What emerged across these four days was a vision of convergence. Dr. Briand closed her remarks with a prediction: in the near future, when different streams of knowledge about health and medicine come together, the world may need only one name for how we approach healing—one that encompasses both traditional and modern medicine, neither dismissed nor accepted uncritically, but held to the same standards of rigor, regulation, quality, and continuous evaluation. The work now is to build the institutions, the funding mechanisms, and the political will to make that convergence real.

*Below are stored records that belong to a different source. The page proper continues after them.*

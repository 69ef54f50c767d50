//! Equipment movement log models

use std::str::FromStr;

use chrono::{DateTime, Utc};
use serde::{Deserialize, Serialize};
use sqlx::FromRow;
use utoipa::ToSchema;

use super::enums::Location;
use crate::error::AppError;

/// One relocation of one equipment unit. Append-only: written exactly once
/// per successful relocation, never mutated.
#[derive(Debug, Clone, Serialize, Deserialize, ToSchema)]
pub struct EquipmentMovement {
    pub id: i32,
    pub equipment_id: i32,
    pub from_location: Location,
    pub to_location: Location,
    pub movement_date: DateTime<Utc>,
}

/// Movement row as stored, locations unvalidated
#[derive(Debug, FromRow)]
pub struct MovementRow {
    pub id: i32,
    pub equipment_id: i32,
    pub from_location: String,
    pub to_location: String,
    pub movement_date: DateTime<Utc>,
}

impl TryFrom<MovementRow> for EquipmentMovement {
    type Error = AppError;

    fn try_from(row: MovementRow) -> Result<Self, Self::Error> {
        let from_location = Location::from_str(&row.from_location).map_err(AppError::InvalidValue)?;
        let to_location = Location::from_str(&row.to_location).map_err(AppError::InvalidValue)?;
        Ok(Self {
            id: row.id,
            equipment_id: row.equipment_id,
            from_location,
            to_location,
            movement_date: row.movement_date,
        })
    }
}

/// Movement joined with the owning equipment's name, for display
#[derive(Debug, Clone, Serialize, ToSchema)]
pub struct MovementLogEntry {
    #[serde(flatten)]
    pub movement: EquipmentMovement,
    pub equipment_name: String,
}

#[derive(Debug, FromRow)]
pub struct MovementLogRow {
    pub id: i32,
    pub equipment_id: i32,
    pub from_location: String,
    pub to_location: String,
    pub movement_date: DateTime<Utc>,
    pub equipment_name: String,
}

impl TryFrom<MovementLogRow> for MovementLogEntry {
    type Error = AppError;

    fn try_from(row: MovementLogRow) -> Result<Self, Self::Error> {
        let movement = EquipmentMovement::try_from(MovementRow {
            id: row.id,
            equipment_id: row.equipment_id,
            from_location: row.from_location,
            to_location: row.to_location,
            movement_date: row.movement_date,
        })?;
        Ok(Self {
            movement,
            equipment_name: row.equipment_name,
        })
    }
}
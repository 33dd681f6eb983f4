//! Analysis options, engine configuration files and the fixed thresholds
//! every pass shares.
//!
//! Configuration is read from `.yaml`/`.yml` or `.json` files:
//!
//! ```yaml
//! seed: 42
//! scoring: deterministic
//! options:
//!   document_type: academic
//!   citation_style: chicago
//!   check_plagiarism: true
//! ```

use std::path::Path;

use serde::{Deserialize, Serialize};
use thiserror::Error;

use crate::score::ScoringMode;
use crate::types::{CitationStyle, DocumentType};

#[derive(Debug, Error)]
pub enum ConfigError {
    #[error("IO error: {0}")]
    Io(#[from] std::io::Error),

    #[error("YAML parse error: {0}")]
    Yaml(#[from] serde_yaml::Error),

    #[error("JSON parse error: {0}")]
    Json(#[from] serde_json::Error),

    #[error("Invalid configuration: {0}")]
    Invalid(String),
}

/// Per-run toggles. Every check is independent of the others.
#[derive(Debug, Clone, PartialEq, Eq, Serialize, Deserialize)]
#[serde(default)]
pub struct AnalysisOptions {
    pub document_type: DocumentType,
    pub citation_style: CitationStyle,
    pub check_grammar: bool,
    pub check_spelling: bool,
    pub check_style: bool,
    pub check_citations: bool,
    pub check_plagiarism: bool,
}

impl Default for AnalysisOptions {
    fn default() -> Self {
        Self {
            document_type: DocumentType::General,
            citation_style: CitationStyle::Apa,
            check_grammar: true,
            check_spelling: true,
            check_style: true,
            check_citations: true,
            check_plagiarism: false,
        }
    }
}

impl AnalysisOptions {
    pub fn with_document_type(mut self, document_type: DocumentType) -> Self {
        self.document_type = document_type;
        self
    }

    pub fn with_citation_style(mut self, citation_style: CitationStyle) -> Self {
        self.citation_style = citation_style;
        self
    }

    /// Turn every check off; callers then enable the ones they want.
    pub fn none() -> Self {
        Self {
            check_grammar: false,
            check_spelling: false,
            check_style: false,
            check_citations: false,
            check_plagiarism: false,
            ..Self::default()
        }
    }
}

#[derive(Debug, Clone, Default, PartialEq, Eq, Serialize, Deserialize)]
#[serde(default)]
pub struct EngineConfig {
    pub options: AnalysisOptions,
    /// Fixed seed for reproducible sampling and simulated scores
    pub seed: Option<u64>,
    pub scoring: ScoringMode,
}

impl EngineConfig {
    pub fn load(path: &Path) -> Result<Self, ConfigError> {
        let content = std::fs::read_to_string(path)?;
        let ext = path
            .extension()
            .and_then(|e| e.to_str())
            .map(|e| e.to_ascii_lowercase());

        match ext.as_deref() {
            Some("yaml") | Some("yml") => Ok(serde_yaml::from_str(&content)?),
            Some("json") => Ok(serde_json::from_str(&content)?),
            _ => Err(ConfigError::Invalid(format!(
                "unsupported config file '{}': expected .yaml, .yml or .json",
                path.display()
            ))),
        }
    }
}

// ---------------------------------------------------------------------------
// Hyperparameters
// ---------------------------------------------------------------------------

pub(crate) struct Hyperparameters {
    pub min_input_chars: usize,
    pub words_per_minute: usize,
    pub paragraph_word_limit: usize,
    pub sentence_word_limit: usize,
    /// Every match of every grammar-table rule counts, punctuation rules
    /// included, even though only the first per paragraph is reported.
    pub grammar_supplement_below: usize,
    pub similarity_min_sentence_words: usize,
    pub grammar_range: (u8, u8),
    pub style_range: (u8, u8),
    pub readability_range: (u8, u8),
    pub academic_readability_penalty: u8,
    pub academic_readability_floor: u8,
    pub creative_style_bonus: u8,
    pub creative_style_cap: u8,
    pub penalty_low: u8,
    pub penalty_medium: u8,
    pub penalty_high: u8,
    pub history_cap: usize,
    pub title_snippet_chars: usize,
}

pub(crate) static HP: Hyperparameters = Hyperparameters {
    min_input_chars: 100,
    words_per_minute: 200,
    paragraph_word_limit: 150,
    sentence_word_limit: 40,
    grammar_supplement_below: 3,
    similarity_min_sentence_words: 6,
    grammar_range: (70, 95),
    style_range: (60, 90),
    readability_range: (30, 70),
    academic_readability_penalty: 10,
    academic_readability_floor: 30,
    creative_style_bonus: 5,
    creative_style_cap: 95,
    penalty_low: 1,
    penalty_medium: 3,
    penalty_high: 6,
    history_cap: 5,
    title_snippet_chars: 40,
};

#[cfg(test)]
mod tests {
    use super::*;
    use std::io::Write;

    #[test]
    fn loads_yaml_config() {
        let mut file = tempfile::Builder::new().suffix(".yaml").tempfile().unwrap();
        writeln!(
            file,
            "seed: 7\nscoring: deterministic\noptions:\n  document_type: academic\n  citation_style: mla"
        )
        .unwrap();

        let config = EngineConfig::load(file.path()).unwrap();
        assert_eq!(config.seed, Some(7));
        assert_eq!(config.scoring, ScoringMode::Deterministic);
        assert_eq!(config.options.document_type, DocumentType::Academic);
        assert_eq!(config.options.citation_style, CitationStyle::Mla);
        // unspecified toggles keep their defaults
        assert!(config.options.check_spelling);
        assert!(!config.options.check_plagiarism);
    }

    #[test]
    fn loads_json_config() {
        let mut file = tempfile::Builder::new().suffix(".json").tempfile().unwrap();
        write!(file, r#"{{"options": {{"check_plagiarism": true}}}}"#).unwrap();

        let config = EngineConfig::load(file.path()).unwrap();
        assert_eq!(config.seed, None);
        assert_eq!(config.scoring, ScoringMode::Simulated);
        assert!(config.options.check_plagiarism);
    }

    #[test]
    fn rejects_unknown_extension() {
        let file = tempfile::Builder::new().suffix(".toml").tempfile().unwrap();
        let err = EngineConfig::load(file.path()).unwrap_err();
        assert!(matches!(err, ConfigError::Invalid(_)));
    }
}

The goal is not simply to preserve traditional medicine but to responsibly advance its contribution to better health and well-being for future generations while leveraging new technologies.
— Dr. Sylvie Briand, WHO Chief Scientist
With 90% of countries reporting the use of traditional medicine by 40–90% of their populations, this is not some niche. In fact, you could say it is the world's predominant healthcare system.
— Dr. Shyama Kuruvilla, WHO Global Traditional Medicine Centre
A Conversa do Hearth Outra perspectiva sobre a história
Inventor

Why does this moment matter now? Traditional medicine has existed for thousands of years. What changed?

Model

The funding gap finally became impossible to ignore. When 90 percent of countries report that their populations use traditional medicine, but less than one percent of research money goes there, you have a crisis of evidence and credibility. The WHO strategy gave it official legitimacy, but these meetings were about moving past words to actual investment and integration.

Inventor

The biodiversity angle seems crucial. How does climate change directly threaten traditional medicine?

Model

Medicinal plants need specific ecosystems to thrive. As those ecosystems collapse—through deforestation, pollution, climate shifts—the plants disappear. You lose not just a treatment option but centuries of accumulated knowledge about how to use them. Indigenous communities have stewarded this knowledge and these species together. Lose the biodiversity, lose the medicine.

Inventor

But there's a tension here, isn't there? You're trying to scale traditional medicine through AI and venture capital, while also protecting indigenous knowledge and ecosystems. Those forces can work against each other.

Model

Exactly. That's why the governance question matters so much. If AI companies train algorithms on traditional knowledge without consent or benefit-sharing, you've extracted value from communities that stewarded it for generations. The framework on respectful engagement is meant to prevent that. It's not about stopping innovation—it's about ensuring communities have power in how their knowledge is used.

Inventor

What about the youth angle? Why were young people given such prominence?

Model

Because they're the ones who will implement this. If medical schools don't teach traditional medicine, the next generation of doctors won't know how to integrate it into practice. Young people also bridge worlds—they understand both traditional knowledge and digital tools. And frankly, policymakers admitted they've been leaving young people out of decisions that affect them. That's changing.

Inventor

So what actually happens next? These were conversations at a conference. How does this become policy?

Model

That's the real test. Countries like Lesotho and Ghana committed to integrating traditional medicine into their health systems and training curricula. The WHO has a ten-year strategy with specific pillars. But it requires sustained funding, regulatory frameworks that work across borders, and genuine partnership with indigenous communities—not just consultation. The conversations were the easy part.